Problem description
Return each line of the listing that has the word "into" in it.

Start of Block

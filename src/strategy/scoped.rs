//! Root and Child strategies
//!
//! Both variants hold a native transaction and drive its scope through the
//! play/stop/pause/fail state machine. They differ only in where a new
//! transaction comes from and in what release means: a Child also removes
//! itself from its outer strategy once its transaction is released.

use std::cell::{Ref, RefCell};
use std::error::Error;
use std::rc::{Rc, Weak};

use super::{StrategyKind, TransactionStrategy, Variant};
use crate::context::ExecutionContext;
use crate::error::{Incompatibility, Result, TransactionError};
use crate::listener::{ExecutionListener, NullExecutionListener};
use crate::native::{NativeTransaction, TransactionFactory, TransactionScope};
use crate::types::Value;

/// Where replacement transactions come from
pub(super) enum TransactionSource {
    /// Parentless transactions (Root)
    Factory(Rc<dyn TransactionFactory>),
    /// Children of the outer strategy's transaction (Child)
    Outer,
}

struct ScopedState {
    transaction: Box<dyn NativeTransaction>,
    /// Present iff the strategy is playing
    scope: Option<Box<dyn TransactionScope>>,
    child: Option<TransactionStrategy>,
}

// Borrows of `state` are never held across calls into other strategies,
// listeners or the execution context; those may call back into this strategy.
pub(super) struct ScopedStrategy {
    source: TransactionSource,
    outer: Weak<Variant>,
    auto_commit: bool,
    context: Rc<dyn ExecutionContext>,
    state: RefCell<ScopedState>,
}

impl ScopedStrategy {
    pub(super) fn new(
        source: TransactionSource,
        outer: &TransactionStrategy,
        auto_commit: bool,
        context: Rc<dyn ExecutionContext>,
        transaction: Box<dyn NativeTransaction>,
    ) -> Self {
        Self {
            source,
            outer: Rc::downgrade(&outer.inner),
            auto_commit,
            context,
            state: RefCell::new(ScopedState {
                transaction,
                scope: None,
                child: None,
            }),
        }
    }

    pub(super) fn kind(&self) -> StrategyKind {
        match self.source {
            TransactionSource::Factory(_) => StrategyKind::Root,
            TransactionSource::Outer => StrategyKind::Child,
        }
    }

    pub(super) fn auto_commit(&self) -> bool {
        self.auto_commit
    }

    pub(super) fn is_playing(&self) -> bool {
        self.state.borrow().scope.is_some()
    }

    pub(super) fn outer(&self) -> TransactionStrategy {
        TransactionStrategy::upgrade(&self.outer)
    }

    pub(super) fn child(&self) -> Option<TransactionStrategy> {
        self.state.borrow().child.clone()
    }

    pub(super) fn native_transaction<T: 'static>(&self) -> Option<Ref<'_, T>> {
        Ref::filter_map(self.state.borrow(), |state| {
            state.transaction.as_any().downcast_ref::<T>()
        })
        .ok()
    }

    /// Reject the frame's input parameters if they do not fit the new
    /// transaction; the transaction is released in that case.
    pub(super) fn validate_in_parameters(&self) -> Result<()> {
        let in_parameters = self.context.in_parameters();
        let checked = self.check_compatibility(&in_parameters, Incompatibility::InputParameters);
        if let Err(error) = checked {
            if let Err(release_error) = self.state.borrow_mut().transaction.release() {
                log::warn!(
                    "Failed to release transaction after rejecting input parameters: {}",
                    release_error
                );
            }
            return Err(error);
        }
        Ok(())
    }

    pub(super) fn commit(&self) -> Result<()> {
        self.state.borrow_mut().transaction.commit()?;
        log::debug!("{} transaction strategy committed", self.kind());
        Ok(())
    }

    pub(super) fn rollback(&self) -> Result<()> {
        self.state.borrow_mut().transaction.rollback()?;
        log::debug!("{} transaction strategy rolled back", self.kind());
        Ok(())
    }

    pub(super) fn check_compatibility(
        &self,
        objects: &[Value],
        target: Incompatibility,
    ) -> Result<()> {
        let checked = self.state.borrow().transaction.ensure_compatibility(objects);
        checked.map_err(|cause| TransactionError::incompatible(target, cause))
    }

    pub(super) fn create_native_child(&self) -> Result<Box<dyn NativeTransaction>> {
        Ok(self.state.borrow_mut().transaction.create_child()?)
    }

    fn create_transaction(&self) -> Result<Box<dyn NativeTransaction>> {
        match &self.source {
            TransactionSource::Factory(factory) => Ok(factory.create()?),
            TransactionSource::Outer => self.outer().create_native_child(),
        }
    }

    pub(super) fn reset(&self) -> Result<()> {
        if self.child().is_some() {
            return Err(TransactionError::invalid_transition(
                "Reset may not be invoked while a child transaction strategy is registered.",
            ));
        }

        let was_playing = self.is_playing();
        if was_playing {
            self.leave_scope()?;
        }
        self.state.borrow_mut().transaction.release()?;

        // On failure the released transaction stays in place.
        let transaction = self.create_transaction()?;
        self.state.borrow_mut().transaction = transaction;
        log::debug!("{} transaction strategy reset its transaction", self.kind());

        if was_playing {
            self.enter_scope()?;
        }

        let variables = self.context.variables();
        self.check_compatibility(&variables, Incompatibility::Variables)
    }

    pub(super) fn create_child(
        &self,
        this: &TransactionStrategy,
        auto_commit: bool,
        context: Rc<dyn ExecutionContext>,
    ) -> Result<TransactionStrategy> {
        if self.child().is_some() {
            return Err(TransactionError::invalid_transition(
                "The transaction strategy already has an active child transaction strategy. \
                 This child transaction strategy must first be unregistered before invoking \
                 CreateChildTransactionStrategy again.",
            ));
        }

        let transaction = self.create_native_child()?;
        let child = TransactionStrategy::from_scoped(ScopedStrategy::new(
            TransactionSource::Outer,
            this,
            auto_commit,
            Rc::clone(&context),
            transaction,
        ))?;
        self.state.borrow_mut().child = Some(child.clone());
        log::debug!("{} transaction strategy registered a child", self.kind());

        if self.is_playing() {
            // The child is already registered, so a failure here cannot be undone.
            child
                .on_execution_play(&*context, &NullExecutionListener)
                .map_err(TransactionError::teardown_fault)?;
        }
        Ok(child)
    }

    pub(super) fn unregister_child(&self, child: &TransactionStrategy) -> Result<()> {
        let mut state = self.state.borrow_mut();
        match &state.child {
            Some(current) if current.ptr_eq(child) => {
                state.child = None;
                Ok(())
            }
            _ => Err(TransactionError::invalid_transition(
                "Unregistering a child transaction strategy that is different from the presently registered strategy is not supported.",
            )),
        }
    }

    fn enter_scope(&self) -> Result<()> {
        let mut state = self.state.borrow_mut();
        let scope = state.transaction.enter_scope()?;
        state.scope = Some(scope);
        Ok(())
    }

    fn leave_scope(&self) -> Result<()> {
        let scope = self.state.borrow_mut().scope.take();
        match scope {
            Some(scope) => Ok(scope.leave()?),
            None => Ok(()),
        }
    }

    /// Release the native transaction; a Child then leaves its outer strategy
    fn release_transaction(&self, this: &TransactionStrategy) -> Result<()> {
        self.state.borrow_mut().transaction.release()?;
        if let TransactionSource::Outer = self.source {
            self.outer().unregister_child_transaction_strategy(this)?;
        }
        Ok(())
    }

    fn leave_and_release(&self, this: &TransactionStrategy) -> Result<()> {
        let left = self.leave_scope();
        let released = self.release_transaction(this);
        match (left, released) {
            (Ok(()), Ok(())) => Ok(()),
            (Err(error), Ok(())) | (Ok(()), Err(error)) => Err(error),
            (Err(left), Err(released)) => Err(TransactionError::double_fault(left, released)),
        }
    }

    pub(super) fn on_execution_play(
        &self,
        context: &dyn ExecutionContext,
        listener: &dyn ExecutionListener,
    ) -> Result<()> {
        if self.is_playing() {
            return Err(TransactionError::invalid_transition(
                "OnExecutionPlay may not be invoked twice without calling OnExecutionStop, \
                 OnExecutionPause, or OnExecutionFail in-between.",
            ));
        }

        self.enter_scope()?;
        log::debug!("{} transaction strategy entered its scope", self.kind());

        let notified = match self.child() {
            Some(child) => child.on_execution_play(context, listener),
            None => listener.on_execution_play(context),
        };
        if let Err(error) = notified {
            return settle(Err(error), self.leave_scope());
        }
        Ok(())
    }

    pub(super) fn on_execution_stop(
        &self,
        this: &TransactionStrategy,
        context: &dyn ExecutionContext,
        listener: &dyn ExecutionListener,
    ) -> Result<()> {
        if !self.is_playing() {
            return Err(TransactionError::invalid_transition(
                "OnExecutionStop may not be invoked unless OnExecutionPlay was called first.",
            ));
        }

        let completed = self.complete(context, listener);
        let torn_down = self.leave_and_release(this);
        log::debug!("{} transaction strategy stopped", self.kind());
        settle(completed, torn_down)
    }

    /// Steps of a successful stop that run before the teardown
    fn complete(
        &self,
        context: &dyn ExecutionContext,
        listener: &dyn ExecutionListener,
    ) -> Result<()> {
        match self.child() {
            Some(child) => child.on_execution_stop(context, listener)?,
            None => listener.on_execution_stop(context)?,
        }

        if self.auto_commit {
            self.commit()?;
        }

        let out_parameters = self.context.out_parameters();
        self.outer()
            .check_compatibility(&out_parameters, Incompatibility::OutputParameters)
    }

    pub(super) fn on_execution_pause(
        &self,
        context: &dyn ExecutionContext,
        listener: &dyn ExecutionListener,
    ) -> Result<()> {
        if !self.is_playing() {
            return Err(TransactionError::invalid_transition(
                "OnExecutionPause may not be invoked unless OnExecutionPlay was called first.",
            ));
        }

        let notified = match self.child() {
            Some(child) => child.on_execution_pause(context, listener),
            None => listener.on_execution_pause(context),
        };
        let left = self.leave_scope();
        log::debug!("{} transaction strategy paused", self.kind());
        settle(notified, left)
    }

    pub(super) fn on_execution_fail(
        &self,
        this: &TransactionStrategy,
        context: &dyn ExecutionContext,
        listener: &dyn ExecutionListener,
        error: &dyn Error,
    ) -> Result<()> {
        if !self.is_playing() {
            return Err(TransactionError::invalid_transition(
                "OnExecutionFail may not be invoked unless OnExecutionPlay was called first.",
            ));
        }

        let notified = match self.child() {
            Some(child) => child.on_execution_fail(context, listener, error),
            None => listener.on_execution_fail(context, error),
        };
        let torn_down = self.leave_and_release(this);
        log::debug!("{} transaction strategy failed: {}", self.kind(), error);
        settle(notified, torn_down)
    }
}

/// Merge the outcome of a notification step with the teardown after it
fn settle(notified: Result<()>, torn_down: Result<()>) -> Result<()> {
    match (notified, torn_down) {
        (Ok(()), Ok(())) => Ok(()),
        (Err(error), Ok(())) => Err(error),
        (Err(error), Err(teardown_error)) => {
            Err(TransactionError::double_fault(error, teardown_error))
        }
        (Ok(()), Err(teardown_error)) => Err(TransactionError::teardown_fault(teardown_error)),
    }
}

End of Block

Written reply
// Borrows of `state` are never held across calls into other strategies,
// listeners or the execution context; those may call back into this strategy.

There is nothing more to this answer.